> WHAT YOU SHOULD DO
For the word "before", find each line in the entries where it occurs and copy that line.
*** Opening DATA EXCERPTS ***
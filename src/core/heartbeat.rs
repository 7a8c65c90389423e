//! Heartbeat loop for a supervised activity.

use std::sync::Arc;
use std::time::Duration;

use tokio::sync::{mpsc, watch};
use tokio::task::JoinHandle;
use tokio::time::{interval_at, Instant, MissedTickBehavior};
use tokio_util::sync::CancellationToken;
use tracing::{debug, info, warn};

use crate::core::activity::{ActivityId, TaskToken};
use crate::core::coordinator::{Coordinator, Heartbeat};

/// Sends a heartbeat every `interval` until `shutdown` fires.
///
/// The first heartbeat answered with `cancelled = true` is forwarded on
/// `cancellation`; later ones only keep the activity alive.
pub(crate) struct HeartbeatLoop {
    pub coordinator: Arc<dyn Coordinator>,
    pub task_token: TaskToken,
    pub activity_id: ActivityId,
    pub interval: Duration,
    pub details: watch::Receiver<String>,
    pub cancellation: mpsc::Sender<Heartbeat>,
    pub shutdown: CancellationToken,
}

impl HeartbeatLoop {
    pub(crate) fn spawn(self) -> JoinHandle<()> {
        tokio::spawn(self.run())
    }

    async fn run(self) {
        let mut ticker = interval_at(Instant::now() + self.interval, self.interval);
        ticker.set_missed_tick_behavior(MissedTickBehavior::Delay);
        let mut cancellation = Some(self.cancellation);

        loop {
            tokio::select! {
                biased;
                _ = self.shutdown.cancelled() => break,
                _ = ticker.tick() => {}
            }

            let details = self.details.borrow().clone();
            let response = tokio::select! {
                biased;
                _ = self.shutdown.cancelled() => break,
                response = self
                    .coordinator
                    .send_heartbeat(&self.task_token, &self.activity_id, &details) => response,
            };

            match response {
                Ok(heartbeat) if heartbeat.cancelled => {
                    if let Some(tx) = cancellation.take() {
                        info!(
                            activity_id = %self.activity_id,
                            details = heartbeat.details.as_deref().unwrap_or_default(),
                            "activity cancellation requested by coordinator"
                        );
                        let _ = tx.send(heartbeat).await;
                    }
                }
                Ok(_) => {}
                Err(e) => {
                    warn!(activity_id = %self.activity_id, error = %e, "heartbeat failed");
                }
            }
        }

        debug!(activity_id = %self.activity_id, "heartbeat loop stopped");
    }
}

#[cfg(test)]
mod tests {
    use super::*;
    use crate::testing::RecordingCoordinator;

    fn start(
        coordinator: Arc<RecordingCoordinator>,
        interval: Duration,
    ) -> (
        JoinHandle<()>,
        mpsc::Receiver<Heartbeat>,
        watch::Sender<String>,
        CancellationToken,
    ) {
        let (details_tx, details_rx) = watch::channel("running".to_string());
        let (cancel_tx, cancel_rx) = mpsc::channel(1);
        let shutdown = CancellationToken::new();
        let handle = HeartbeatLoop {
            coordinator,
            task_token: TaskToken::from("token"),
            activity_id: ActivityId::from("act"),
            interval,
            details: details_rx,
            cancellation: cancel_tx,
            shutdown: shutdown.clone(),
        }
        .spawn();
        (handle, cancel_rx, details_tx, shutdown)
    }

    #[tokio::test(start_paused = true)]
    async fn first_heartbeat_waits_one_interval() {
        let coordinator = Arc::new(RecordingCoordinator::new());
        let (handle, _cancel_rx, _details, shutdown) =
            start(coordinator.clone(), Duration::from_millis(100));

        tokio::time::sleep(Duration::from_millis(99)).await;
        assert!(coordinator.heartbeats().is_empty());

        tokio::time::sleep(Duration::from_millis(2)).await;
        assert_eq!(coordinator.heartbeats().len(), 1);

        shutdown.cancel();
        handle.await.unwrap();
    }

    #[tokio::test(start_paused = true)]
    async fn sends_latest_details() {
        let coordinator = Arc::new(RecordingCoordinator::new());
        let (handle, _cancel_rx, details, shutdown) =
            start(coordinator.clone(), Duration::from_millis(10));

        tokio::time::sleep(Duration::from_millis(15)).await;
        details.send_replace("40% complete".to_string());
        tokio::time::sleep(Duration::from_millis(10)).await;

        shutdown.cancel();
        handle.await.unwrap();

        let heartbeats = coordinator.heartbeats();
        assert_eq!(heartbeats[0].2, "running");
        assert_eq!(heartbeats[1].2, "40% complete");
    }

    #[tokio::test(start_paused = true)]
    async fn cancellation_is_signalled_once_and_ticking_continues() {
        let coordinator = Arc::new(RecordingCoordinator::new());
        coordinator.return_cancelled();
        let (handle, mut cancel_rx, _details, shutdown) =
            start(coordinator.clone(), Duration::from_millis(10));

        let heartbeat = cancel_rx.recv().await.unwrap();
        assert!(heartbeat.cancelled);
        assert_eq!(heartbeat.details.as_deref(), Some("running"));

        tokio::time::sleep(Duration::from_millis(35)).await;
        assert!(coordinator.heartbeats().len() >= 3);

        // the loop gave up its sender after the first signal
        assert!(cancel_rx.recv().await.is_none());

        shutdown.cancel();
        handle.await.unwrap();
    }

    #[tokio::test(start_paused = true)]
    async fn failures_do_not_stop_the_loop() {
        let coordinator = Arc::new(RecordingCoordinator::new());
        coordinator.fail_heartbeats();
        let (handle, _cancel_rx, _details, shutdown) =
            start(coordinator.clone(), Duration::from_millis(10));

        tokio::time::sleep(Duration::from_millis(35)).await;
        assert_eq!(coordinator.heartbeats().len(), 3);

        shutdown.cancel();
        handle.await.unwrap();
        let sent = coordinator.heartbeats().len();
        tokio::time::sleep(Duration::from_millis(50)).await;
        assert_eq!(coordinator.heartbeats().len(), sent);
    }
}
*** Closing DATA EXCERPTS ***
*** Opening DATA EXCERPTS ***
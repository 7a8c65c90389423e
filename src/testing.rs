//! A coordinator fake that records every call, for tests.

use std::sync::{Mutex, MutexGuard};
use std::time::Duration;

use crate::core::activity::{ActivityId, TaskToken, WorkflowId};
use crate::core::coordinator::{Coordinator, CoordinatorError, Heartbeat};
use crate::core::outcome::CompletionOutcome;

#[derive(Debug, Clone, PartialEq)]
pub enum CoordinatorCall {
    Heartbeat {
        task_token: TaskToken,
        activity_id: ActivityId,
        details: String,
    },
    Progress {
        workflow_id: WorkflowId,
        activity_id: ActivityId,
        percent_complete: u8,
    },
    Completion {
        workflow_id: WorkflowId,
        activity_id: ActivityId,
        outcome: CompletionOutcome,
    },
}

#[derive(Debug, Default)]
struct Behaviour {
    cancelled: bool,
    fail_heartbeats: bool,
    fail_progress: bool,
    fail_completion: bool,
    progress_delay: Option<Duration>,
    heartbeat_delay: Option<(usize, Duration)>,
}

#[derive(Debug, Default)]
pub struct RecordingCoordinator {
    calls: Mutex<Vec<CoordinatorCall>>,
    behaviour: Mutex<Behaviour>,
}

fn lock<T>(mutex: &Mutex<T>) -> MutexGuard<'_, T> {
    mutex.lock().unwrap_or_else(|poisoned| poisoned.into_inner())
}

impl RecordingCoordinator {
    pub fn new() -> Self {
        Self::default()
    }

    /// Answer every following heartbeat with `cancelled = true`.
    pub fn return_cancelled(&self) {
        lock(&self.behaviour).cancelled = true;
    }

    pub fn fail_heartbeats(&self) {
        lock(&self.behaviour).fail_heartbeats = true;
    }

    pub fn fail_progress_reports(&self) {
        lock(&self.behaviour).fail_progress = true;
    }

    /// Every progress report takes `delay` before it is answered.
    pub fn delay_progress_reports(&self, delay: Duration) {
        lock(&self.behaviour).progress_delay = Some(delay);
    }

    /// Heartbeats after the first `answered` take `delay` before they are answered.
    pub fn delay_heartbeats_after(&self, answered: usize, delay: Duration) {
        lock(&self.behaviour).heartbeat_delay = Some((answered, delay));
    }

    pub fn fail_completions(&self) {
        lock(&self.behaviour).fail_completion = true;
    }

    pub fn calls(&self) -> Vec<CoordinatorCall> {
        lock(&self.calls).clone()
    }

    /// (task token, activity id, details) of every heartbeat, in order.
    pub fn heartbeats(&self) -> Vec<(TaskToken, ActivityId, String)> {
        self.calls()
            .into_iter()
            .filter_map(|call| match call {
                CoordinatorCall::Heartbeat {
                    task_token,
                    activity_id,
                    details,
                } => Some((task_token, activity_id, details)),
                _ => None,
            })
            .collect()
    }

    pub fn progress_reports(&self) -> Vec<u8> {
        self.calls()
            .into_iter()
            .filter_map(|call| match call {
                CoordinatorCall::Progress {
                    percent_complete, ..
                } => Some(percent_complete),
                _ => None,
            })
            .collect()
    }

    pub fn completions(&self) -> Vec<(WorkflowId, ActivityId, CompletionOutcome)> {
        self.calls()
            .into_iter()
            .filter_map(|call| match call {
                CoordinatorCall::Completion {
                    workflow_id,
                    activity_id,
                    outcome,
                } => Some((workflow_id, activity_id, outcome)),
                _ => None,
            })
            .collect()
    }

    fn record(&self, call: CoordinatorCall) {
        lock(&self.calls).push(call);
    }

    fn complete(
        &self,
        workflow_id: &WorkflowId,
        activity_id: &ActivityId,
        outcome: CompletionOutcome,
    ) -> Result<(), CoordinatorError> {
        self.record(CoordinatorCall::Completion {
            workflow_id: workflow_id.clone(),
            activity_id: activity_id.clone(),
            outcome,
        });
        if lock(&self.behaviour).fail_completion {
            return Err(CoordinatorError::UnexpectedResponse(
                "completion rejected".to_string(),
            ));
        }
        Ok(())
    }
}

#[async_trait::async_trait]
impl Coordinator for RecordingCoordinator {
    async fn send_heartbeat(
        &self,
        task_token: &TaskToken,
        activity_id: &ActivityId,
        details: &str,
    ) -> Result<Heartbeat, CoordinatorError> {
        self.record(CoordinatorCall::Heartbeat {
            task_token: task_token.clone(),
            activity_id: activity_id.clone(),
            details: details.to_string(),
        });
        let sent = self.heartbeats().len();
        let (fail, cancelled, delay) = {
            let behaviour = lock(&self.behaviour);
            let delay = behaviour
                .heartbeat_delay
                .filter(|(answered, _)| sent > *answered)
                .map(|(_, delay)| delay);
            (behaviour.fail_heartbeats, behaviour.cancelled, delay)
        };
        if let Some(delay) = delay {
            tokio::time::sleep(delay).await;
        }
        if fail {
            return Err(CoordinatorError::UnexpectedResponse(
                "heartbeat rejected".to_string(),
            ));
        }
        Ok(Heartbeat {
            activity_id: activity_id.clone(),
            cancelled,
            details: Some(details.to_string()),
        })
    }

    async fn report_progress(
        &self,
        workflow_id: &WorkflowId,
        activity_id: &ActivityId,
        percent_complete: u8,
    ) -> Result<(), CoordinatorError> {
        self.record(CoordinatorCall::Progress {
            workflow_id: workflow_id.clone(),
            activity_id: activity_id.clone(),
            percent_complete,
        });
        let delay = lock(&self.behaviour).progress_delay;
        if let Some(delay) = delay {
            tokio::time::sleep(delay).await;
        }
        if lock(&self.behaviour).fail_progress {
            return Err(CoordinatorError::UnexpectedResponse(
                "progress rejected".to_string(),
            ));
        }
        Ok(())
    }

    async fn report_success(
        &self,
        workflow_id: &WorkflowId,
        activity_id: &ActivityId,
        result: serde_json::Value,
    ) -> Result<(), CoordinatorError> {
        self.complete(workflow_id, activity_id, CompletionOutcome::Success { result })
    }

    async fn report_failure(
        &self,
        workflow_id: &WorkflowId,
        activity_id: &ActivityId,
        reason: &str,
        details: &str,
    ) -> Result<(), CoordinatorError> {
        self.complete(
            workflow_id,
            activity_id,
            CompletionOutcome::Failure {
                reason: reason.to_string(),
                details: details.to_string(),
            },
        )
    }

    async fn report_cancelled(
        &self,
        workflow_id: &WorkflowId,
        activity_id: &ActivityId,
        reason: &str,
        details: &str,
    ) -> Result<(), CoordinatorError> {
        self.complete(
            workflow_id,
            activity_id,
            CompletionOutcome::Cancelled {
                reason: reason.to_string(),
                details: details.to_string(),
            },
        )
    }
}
*** Closing DATA EXCERPTS ***
*** Opening DATA EXCERPTS ***
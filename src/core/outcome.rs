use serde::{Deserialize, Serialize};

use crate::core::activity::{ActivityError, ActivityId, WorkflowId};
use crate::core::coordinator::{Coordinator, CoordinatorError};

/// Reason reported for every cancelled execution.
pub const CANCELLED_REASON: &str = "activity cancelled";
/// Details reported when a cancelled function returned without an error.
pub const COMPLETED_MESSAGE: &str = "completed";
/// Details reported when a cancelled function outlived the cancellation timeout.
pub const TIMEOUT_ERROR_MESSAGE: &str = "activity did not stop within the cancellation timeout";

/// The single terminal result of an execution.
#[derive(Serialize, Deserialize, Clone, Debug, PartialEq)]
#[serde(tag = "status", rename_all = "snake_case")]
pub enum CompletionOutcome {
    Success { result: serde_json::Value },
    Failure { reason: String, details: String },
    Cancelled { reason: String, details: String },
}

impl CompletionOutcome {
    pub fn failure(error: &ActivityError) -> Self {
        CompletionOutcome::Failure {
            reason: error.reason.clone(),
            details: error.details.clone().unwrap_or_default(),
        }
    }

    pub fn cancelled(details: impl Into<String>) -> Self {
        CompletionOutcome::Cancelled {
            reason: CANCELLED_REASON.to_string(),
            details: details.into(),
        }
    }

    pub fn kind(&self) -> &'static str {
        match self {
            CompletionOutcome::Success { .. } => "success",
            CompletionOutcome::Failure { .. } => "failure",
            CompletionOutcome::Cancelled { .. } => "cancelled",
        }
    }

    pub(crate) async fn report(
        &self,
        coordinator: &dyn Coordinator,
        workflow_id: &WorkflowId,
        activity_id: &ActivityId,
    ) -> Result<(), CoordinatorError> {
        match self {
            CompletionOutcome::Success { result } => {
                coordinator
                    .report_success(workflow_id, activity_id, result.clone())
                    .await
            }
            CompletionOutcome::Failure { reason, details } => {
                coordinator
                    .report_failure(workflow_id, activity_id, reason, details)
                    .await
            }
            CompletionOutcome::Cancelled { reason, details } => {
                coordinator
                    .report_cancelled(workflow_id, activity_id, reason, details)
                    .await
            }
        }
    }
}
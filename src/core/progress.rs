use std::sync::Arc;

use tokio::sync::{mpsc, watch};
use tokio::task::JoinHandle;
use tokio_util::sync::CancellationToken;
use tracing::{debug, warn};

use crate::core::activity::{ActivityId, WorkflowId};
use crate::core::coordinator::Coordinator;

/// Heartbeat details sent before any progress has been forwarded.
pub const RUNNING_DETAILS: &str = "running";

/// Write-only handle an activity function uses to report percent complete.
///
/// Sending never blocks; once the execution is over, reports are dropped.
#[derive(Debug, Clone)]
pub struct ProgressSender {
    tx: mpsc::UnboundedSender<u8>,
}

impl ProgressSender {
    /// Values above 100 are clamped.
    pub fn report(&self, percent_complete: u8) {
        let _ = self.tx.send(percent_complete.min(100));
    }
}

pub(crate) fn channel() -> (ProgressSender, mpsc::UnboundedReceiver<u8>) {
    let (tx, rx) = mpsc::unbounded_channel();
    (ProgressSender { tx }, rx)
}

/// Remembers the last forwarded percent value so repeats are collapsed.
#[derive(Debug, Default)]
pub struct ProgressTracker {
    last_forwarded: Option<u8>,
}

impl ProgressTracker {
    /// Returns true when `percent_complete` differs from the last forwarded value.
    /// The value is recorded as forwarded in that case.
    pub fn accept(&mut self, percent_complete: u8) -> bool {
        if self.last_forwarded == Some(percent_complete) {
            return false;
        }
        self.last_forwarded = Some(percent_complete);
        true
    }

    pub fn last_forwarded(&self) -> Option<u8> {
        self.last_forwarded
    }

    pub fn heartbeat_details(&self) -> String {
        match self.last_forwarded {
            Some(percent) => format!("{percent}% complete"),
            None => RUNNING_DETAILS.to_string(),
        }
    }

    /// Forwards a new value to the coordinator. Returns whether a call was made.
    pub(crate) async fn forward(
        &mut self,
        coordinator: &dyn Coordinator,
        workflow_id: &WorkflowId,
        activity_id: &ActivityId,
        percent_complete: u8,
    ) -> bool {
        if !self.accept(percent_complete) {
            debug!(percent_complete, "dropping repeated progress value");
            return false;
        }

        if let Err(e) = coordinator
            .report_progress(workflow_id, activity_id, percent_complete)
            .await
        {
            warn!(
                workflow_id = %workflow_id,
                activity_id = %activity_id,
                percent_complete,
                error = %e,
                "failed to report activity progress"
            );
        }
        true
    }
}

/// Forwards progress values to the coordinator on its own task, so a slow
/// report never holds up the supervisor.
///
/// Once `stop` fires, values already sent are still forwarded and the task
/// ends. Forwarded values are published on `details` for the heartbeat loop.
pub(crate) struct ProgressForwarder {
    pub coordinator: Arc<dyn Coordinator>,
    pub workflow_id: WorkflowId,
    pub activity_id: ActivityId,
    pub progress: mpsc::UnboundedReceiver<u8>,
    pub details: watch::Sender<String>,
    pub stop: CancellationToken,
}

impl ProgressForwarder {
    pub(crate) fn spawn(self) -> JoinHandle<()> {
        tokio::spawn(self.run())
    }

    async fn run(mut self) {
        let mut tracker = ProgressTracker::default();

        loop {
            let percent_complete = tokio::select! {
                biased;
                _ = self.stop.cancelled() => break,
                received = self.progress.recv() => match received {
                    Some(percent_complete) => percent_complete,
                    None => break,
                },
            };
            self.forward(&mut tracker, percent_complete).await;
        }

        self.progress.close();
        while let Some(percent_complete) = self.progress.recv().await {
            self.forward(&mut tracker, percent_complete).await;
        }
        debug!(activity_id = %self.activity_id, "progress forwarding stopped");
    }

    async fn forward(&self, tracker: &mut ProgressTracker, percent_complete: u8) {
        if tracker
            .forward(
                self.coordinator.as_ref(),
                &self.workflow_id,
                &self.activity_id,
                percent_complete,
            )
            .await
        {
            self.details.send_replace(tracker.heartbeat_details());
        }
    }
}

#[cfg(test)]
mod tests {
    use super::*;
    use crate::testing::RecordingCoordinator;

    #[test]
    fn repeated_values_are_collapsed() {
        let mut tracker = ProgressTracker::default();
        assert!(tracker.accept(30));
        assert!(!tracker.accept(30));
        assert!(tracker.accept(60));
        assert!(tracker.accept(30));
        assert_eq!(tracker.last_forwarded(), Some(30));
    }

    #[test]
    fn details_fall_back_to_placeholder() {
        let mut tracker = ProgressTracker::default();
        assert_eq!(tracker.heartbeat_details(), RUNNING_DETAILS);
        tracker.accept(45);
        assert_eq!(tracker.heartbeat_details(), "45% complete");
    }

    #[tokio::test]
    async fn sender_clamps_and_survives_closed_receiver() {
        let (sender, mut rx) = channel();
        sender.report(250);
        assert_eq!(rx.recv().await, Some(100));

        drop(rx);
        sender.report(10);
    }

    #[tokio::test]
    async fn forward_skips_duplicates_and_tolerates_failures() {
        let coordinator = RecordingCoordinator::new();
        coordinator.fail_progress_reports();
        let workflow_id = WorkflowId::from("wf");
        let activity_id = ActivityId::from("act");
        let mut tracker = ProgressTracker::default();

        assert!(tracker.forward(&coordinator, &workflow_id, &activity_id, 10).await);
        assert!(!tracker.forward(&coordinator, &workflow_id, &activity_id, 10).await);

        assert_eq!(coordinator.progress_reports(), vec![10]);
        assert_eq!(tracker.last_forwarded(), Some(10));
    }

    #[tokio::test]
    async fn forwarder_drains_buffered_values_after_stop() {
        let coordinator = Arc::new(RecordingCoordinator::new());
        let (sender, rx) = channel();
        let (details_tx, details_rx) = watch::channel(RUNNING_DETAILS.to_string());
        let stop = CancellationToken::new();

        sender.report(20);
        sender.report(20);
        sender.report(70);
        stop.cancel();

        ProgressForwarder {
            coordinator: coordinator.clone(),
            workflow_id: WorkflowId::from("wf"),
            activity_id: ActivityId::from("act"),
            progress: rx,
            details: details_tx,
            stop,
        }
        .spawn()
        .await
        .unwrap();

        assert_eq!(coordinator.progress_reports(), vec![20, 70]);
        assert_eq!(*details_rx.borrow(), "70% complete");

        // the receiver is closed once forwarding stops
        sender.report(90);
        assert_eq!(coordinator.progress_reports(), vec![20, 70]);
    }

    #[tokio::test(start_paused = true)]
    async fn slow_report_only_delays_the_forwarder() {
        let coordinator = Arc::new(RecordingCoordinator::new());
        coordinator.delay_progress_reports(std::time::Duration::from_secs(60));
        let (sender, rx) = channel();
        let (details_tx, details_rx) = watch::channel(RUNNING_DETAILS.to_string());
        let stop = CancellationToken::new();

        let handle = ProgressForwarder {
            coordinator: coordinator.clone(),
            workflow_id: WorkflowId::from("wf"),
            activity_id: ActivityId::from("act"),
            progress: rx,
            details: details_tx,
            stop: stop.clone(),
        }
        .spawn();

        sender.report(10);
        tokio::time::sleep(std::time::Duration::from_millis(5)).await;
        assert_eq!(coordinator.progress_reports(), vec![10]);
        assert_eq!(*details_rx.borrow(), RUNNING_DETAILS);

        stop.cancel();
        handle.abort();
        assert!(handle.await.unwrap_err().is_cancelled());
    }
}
*** Closing DATA EXCERPTS ***
> ANSWER FOR THIS EXERCISE
    /// Every progress report takes `delay` before it is answered.
    /// Heartbeats after the first `answered` take `delay` before they are answered.
/// Heartbeat details sent before any progress has been forwarded.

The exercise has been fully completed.